=== Your assignment ===
Across these entries, how many lines contain the word "reason"? Answer with only the number.

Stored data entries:
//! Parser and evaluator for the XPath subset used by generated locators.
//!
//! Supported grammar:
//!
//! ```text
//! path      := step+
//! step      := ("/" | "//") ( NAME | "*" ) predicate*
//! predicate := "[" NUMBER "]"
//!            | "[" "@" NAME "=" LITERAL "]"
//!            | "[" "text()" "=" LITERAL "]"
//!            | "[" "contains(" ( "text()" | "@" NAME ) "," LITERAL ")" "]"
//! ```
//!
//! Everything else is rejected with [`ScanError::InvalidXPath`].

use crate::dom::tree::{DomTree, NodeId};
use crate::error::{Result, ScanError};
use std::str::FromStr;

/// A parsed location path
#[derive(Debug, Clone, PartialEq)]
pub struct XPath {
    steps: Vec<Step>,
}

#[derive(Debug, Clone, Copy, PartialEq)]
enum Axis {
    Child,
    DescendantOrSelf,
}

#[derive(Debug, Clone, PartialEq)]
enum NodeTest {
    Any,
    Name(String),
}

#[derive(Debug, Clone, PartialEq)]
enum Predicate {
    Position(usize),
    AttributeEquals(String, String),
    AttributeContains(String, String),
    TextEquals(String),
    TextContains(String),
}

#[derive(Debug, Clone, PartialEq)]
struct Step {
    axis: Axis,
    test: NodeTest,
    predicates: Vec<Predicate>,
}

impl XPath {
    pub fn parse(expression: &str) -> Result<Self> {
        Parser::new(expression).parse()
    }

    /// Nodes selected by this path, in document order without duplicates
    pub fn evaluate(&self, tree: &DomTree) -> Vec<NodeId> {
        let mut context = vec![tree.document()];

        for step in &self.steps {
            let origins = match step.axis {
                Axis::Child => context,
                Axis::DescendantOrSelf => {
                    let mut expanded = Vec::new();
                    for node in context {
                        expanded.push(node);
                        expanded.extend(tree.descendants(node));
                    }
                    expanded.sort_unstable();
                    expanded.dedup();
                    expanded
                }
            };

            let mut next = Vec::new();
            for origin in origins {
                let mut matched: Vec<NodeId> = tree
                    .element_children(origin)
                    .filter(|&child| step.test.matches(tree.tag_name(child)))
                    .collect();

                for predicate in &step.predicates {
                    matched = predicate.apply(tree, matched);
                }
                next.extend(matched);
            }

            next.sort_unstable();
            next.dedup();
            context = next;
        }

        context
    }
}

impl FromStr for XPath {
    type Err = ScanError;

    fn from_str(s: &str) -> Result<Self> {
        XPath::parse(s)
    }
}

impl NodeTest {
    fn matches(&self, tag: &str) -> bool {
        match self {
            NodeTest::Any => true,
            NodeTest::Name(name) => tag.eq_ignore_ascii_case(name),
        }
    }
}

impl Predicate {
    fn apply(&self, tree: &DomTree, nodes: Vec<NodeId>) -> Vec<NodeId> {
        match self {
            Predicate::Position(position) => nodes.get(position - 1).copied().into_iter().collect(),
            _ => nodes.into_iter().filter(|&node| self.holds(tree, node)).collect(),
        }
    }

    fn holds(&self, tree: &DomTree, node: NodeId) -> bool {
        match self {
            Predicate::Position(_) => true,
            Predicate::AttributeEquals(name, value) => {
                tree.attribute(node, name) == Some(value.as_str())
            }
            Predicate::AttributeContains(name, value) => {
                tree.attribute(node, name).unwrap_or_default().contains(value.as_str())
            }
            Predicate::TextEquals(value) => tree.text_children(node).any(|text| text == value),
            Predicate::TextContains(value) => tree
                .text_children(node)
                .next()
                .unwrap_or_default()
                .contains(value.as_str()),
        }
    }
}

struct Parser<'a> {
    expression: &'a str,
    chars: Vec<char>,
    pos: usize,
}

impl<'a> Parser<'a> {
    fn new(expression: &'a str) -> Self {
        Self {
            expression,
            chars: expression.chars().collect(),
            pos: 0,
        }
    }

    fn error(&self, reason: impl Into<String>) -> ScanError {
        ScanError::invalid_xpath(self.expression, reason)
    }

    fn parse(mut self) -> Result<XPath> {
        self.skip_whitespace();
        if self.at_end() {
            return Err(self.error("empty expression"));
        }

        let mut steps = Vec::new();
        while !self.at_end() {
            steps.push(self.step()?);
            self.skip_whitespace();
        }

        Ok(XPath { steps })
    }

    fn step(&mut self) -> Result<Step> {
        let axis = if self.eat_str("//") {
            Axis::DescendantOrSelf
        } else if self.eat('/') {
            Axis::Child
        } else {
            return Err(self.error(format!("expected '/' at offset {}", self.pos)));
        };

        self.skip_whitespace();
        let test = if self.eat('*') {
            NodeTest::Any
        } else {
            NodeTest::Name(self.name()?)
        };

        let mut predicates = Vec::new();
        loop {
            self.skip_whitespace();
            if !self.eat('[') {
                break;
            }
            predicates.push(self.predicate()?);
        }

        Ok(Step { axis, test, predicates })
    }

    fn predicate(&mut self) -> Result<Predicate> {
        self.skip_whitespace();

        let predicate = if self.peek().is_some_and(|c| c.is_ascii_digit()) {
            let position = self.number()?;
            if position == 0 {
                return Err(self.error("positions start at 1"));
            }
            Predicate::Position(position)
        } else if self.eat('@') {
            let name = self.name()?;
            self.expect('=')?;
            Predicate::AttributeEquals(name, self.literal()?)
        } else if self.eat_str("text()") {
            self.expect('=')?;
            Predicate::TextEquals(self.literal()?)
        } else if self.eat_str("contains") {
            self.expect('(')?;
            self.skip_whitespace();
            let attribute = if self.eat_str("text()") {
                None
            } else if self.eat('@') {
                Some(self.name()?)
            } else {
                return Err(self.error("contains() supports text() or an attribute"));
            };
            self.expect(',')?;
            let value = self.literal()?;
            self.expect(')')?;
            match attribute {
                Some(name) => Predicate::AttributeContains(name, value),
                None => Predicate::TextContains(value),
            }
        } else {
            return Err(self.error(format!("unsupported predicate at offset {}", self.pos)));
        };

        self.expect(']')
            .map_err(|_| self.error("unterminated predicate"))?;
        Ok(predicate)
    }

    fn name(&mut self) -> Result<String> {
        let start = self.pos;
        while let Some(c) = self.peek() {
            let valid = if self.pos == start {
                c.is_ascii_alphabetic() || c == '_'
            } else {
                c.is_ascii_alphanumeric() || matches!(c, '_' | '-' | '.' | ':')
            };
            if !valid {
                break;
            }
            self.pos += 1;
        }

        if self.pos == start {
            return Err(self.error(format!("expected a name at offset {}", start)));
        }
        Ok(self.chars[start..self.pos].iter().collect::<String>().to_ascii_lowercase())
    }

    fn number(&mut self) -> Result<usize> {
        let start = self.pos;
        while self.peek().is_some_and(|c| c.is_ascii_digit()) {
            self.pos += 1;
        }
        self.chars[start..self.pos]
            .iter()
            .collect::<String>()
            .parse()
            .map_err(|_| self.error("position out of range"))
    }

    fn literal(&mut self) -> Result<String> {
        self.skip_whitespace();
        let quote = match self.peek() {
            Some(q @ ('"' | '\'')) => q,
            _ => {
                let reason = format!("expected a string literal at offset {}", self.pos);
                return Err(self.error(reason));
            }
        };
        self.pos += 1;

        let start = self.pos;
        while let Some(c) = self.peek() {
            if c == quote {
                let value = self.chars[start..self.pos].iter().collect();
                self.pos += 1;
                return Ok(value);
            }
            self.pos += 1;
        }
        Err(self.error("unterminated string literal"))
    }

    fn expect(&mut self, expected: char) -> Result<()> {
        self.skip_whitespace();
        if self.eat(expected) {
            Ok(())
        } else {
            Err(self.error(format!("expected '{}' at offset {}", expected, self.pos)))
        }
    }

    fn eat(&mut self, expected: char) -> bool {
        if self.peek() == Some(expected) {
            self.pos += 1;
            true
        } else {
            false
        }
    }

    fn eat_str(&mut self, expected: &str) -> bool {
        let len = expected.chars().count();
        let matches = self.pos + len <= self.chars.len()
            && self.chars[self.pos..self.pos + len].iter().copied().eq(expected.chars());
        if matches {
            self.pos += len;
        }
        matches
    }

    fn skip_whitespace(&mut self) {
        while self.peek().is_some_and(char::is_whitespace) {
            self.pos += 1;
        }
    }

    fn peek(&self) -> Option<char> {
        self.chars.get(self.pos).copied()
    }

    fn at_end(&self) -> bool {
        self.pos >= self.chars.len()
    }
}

=== Your response ===
4